View Single Post
 
Old Feb 27, 2016, 08:02 AM
x_BabyG_x's Avatar
x_BabyG_x x_BabyG_x is offline
Poohbah
 
Member Since: Feb 2008
Location: Manchester, UK
Posts: 1,296
Before I start, due to some abusive past relationships I have serious trust issues when it comes to other people. So much that the only person I trust, and will ever trust, is myself. I cannot mentally cope with people lying to me, no matter how big or small of a lie, my anxiety is too vicious to handle when it comes to feeling betrayed.

A few months back my boyfriend (of almost two years) ended up coming home from the pub after driving over the limit. He was clearly tipsy - he'd had well over 3 pints I could tell by the way he was walking. I had a serious go at him and told me if he ever did it again he would be betraying my trust. He knows how I feel about safety when it comes to drinking or even texting whilst behind the wheel.

It took a few weeks of me questioning him when he was going to the pub and driving home. After a while I began to back off for his sake as I knew that he didn't need pestering about it and that I had to let go and just trust that he wouldn't do it again.

Last night, I went to meet him at the pub which is rare, then we drove home in separate cars. We'd got indoors and he was clearly tipsy, again.

I asked him how many pints he'd had. He answered with two.

I told him outright and ask him why he was lying to me.

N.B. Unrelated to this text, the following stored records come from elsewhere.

use std::collections::HashMap;
use std::sync::Arc;

use ai_fallback::{
    config::{Config, LoggingConfig, PromptConfig, ProviderDetail, RoutingConfig, ServerConfig},
    server::{AppState, create_app},
    transport::HttpTransport,
};
use axum::{
    body::Body,
    http::{Request, StatusCode},
};
use serde_json::{Value, json};
use tower::ServiceExt;
use wiremock::{
    Mock, MockServer, ResponseTemplate,
    matchers::{body_partial_json, method, path},
};

fn create_test_config(chat_base: &str) -> Config {
    let mut providers = HashMap::new();
    providers.insert(
        "groq".to_string(),
        ProviderDetail::new("groq-test-key", format!("{}/openai/v1/chat/completions", chat_base), "llama3-8b-8192"),
    );
    providers.insert(
        "gemini".to_string(),
        ProviderDetail::new(
            "",
            "https://generativelanguage.googleapis.com/v1/models/gemini-2.0-flash:generateContent",
            "gemini-2.0-flash",
        ),
    );

    Config {
        server: ServerConfig {
            host: "127.0.0.1".to_string(),
            port: 3000,
            max_request_size_bytes: 1024 * 1024,
        },
        providers,
        routing: RoutingConfig {
            candidate_order: vec!["gemini".to_string(), "groq".to_string()],
        },
        prompt: PromptConfig::default(),
        logging: LoggingConfig::default(),
    }
}

fn test_app(config: Config) -> axum::Router {
    let transport = HttpTransport::with_default_client().unwrap();
    create_app(AppState::with_transport(config, Arc::new(transport)))
}

fn chat_request(body: Value) -> Request<Body> {
    Request::builder()
        .method("POST")
        .uri("/api/chat")
        .header("content-type", "application/json")
        .body(Body::from(body.to_string()))
        .unwrap()
}

async fn response_json(response: axum::response::Response) -> Value {
    let bytes = axum::body::to_bytes(response.into_body(), usize::MAX).await.unwrap();
    serde_json::from_slice(&bytes).unwrap()
}

#[tokio::test]
async fn test_app_state_creation() {
    let app_state = AppState::new(create_test_config("http://127.0.0.1:9"));
    assert!(app_state.is_ok());
}

#[tokio::test]
async fn test_health_endpoint() {
    let app = test_app(create_test_config("http://127.0.0.1:9"));

    let response = app
        .oneshot(Request::builder().uri("/api/health").body(Body::empty()).unwrap())
        .await
        .unwrap();

    assert_eq!(response.status(), StatusCode::OK);

    let json = response_json(response).await;
    assert_eq!(json["status"], "ok");
    assert_eq!(json["message"], "Server is running");
    // Only providers with a credential are reported
    assert_eq!(json["providers"], json!(["groq"]));
    assert!(json["timestamp"].is_string());
}

#[tokio::test]
async fn test_chat_endpoint_success() {
    let server = MockServer::start().await;

    Mock::given(method("POST"))
        .and(path("/openai/v1/chat/completions"))
        .and(body_partial_json(json!({
            "model": "llama3-8b-8192",
            "max_tokens": 100,
            "messages": [
                {"role": "system", "content": "Be brief"},
                {"role": "user", "content": "hi"},
                {"role": "assistant", "content": "hello"},
                {"role": "user", "content": "bye"}
            ]
        })))
        .respond_with(ResponseTemplate::new(200).set_body_json(json!({
            "choices": [{"message": {"role": "assistant", "content": "- Goodbye\n\nSee you"}}]
        })))
        .expect(1)
        .mount(&server)
        .await;

    let app = test_app(create_test_config(&server.uri()));
    let response = app
        .oneshot(chat_request(json!({
            "model": "auto",
            "message": "bye",
            "systemPrompt": "Be brief",
            "temperature": 20,
            "responseLength": 1,
            "chatHistory": [
                {"role": "user", "content": "hi"},
                {"role": "assistant", "content": "hello"}
            ]
        })))
        .await
        .unwrap();

    assert_eq!(response.status(), StatusCode::OK);
    let json = response_json(response).await;
    assert_eq!(json, json!({"text": "<p>Goodbye</p><p>See you</p>", "model": "groq"}));
}

#[tokio::test]
async fn test_chat_endpoint_failure_shape() {
    let server = MockServer::start().await;

    Mock::given(method("POST"))
        .and(path("/openai/v1/chat/completions"))
        .respond_with(ResponseTemplate::new(503).set_body_json(json!({
            "error": {"message": "Service unavailable"}
        })))
        .mount(&server)
        .await;

    let app = test_app(create_test_config(&server.uri()));
    let response = app.oneshot(chat_request(json!({"message": "hi"}))).await.unwrap();

    assert_eq!(response.status(), StatusCode::INTERNAL_SERVER_ERROR);
    let json = response_json(response).await;
    assert_eq!(json["error"], "Failed to get AI response");
    assert_eq!(json["details"], "groq: API error: 503 - Service unavailable");
}

#[tokio::test]
async fn test_chat_endpoint_explicit_provider_without_key() {
    let app = test_app(create_test_config("http://127.0.0.1:9"));
    let response = app
        .oneshot(chat_request(json!({"model": "gemini", "message": "hi"})))
        .await
        .unwrap();

    assert_eq!(response.status(), StatusCode::INTERNAL_SERVER_ERROR);
    let json = response_json(response).await;
    assert_eq!(json["details"], "gemini API key not configured");
}

#[tokio::test]
async fn test_chat_endpoint_rejects_empty_message() {
    let app = test_app(create_test_config("http://127.0.0.1:9"));
    let response = app.oneshot(chat_request(json!({"message": ""}))).await.unwrap();

    assert_eq!(response.status(), StatusCode::BAD_REQUEST);
    let json = response_json(response).await;
    assert_eq!(json["error"], "Invalid request");
    assert_eq!(json["details"], "Message cannot be empty");
}

#[tokio::test]
async fn test_chat_endpoint_accepts_loosely_typed_numbers() {
    let server = MockServer::start().await;

    Mock::given(method("POST"))
        .and(path("/openai/v1/chat/completions"))
        .and(body_partial_json(json!({"max_tokens": 500})))
        .respond_with(ResponseTemplate::new(200).set_body_json(json!({
            "choices": [{"message": {"role": "assistant", "content": "ok"}}]
        })))
        .expect(2)
        .mount(&server)
        .await;

    for body in [
        json!({"message": "hi", "responseLength": "3", "temperature": "70"}),
        json!({"message": "hi", "responseLength": 2.5}),
    ] {
        let app = test_app(create_test_config(&server.uri()));
        let response = app.oneshot(chat_request(body)).await.unwrap();

        assert_eq!(response.status(), StatusCode::OK);
        assert_eq!(response_json(response).await["model"], "groq");
    }
}

#[tokio::test]
async fn test_chat_endpoint_rejects_oversized_body() {
    let mut config = create_test_config("http://127.0.0.1:9");
    config.server.max_request_size_bytes = 64;
    let app = test_app(config);

    let response = app
        .oneshot(chat_request(json!({"message": "x".repeat(1024)})))
        .await
        .unwrap();

    assert_eq!(response.status(), StatusCode::PAYLOAD_TOO_LARGE);
}

#[tokio::test]
async fn test_unknown_route_is_404() {
    let app = test_app(create_test_config("http://127.0.0.1:9"));
    let response = app
        .oneshot(Request::builder().uri("/api/missing").body(Body::empty()).unwrap())
        .await
        .unwrap();

    assert_eq!(response.status(), StatusCode::NOT_FOUND);
}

He said he had three. My anxiety hit the roof when I'd realised he's lied to me (as usual when people lie to me about trivial things) and I ended up not sleeping and having a panic attack. This morning I thought to myself "if he got caught out when if actually been to the pub with him, how many times has he done it without me there?"

He goes to the pub between 2-4 times a week.

I asked him outright by text today and he said he'd done it "once or twice, he couldn't remember" since I had a go at him that first night well over six months ago..

I feel so betrayed that he has lied to me, and he's broken my trust. I feel so sick to my stomach. He knows how bad my issues have been in the past. I know this sounds like something so silly, it's a sake of having a pint (I don't mind him drinking or going to the pub for that matter) over the limit (he'd had three pints last night) but it's the fact that he has lied to me after me tell him that if he did it again he betrayed my trust.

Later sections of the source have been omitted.